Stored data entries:
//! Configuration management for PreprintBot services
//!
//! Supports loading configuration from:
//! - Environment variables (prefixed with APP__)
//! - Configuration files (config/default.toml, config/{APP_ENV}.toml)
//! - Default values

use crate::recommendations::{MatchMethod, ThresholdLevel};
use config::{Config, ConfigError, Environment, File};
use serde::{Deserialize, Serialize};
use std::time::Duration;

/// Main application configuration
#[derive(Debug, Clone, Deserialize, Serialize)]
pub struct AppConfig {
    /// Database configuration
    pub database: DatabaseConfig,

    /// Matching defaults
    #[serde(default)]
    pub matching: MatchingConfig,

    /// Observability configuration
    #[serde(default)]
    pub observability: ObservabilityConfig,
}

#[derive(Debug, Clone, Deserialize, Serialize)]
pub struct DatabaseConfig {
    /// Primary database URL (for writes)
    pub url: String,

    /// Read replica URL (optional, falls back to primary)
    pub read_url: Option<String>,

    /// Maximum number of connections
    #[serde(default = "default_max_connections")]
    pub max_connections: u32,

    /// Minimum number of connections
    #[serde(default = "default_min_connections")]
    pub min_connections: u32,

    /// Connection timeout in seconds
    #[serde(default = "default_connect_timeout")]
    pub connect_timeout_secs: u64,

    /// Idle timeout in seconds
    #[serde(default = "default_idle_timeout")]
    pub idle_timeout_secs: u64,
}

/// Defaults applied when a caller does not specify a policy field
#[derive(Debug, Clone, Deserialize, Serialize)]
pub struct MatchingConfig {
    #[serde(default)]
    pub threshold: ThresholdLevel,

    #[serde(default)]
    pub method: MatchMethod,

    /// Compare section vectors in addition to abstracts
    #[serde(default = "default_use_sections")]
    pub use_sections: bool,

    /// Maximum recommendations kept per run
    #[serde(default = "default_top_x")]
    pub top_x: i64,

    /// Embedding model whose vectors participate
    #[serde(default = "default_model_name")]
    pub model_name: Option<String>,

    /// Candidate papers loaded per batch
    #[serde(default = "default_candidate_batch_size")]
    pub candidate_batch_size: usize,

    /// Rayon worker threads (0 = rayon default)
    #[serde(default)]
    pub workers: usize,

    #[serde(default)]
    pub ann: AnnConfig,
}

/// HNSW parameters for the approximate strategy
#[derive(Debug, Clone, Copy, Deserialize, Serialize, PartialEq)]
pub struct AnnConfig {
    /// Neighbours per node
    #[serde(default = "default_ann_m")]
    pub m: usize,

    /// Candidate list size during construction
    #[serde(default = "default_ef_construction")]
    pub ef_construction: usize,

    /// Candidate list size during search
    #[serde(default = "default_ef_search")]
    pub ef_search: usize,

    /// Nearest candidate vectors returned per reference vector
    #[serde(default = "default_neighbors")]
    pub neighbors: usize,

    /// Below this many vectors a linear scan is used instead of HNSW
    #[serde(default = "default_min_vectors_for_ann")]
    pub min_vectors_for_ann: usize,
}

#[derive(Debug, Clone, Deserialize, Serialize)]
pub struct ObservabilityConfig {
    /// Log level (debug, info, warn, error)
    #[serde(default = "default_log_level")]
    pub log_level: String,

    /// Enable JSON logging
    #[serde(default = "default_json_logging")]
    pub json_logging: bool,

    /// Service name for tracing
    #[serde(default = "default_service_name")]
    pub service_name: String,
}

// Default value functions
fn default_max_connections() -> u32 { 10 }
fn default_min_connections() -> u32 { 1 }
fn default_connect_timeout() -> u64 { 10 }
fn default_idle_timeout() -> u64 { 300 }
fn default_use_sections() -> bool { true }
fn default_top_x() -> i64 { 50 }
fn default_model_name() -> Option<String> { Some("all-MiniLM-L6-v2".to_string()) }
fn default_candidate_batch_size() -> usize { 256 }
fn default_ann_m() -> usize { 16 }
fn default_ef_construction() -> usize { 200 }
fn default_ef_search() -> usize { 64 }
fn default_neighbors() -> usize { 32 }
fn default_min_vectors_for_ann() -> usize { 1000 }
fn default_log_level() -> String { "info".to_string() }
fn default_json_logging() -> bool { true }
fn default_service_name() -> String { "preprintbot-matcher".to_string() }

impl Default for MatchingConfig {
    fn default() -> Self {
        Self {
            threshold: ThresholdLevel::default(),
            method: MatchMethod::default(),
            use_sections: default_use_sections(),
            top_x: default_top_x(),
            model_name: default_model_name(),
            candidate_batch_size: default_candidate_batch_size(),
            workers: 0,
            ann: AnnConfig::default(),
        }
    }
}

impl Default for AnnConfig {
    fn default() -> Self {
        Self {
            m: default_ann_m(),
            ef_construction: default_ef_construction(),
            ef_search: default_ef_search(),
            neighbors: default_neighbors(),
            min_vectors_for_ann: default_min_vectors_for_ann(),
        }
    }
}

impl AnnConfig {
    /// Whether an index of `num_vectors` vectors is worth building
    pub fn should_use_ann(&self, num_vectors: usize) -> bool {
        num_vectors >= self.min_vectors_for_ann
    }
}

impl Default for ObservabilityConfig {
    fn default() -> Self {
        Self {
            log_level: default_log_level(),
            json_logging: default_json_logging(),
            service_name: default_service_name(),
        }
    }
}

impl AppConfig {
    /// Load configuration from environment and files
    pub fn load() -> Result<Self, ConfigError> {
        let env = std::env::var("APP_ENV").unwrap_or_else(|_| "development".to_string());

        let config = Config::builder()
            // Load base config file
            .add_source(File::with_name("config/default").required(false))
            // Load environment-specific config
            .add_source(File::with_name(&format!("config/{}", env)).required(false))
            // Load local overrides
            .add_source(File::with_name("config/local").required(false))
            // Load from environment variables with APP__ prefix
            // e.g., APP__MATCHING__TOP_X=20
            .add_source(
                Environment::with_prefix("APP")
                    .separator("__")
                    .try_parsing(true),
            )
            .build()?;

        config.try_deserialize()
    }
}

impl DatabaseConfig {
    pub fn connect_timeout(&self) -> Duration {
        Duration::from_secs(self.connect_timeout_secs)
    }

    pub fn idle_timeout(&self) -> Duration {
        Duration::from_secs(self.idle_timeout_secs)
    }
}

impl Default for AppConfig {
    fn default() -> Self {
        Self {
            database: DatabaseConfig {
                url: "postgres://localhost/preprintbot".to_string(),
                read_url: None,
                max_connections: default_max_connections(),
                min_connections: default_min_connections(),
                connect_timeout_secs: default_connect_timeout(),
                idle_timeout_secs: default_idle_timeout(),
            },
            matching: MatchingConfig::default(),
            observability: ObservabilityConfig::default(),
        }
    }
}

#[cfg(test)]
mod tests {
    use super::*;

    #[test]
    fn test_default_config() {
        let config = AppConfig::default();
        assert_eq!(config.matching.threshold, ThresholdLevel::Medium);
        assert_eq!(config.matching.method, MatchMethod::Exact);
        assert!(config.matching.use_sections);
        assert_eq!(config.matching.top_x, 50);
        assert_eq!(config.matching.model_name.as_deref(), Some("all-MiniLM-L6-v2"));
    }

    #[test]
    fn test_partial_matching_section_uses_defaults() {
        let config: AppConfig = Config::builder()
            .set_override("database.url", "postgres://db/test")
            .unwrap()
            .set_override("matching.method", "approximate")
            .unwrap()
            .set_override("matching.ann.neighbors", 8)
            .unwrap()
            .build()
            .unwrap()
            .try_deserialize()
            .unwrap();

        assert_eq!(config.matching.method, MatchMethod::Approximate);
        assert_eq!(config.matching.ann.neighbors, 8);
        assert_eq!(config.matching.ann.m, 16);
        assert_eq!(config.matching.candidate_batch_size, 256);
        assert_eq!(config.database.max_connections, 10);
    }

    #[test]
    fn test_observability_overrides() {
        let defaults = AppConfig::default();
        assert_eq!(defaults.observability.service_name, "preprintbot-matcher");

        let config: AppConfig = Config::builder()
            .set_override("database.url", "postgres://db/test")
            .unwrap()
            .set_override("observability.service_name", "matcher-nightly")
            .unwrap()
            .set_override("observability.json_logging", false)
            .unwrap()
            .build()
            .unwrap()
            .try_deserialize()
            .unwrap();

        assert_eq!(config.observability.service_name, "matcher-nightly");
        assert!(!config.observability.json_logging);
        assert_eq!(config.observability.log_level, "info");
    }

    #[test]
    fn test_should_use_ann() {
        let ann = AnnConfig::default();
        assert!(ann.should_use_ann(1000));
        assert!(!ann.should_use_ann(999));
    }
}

What you will do:
Note every line of the records that holds the word "Some", and copy it.

Final answer:
fn default_model_name() -> Option<String> { Some("all-MiniLM-L6-v2".to_string()) }
        assert_eq!(config.matching.model_name.as_deref(), Some("all-MiniLM-L6-v2"));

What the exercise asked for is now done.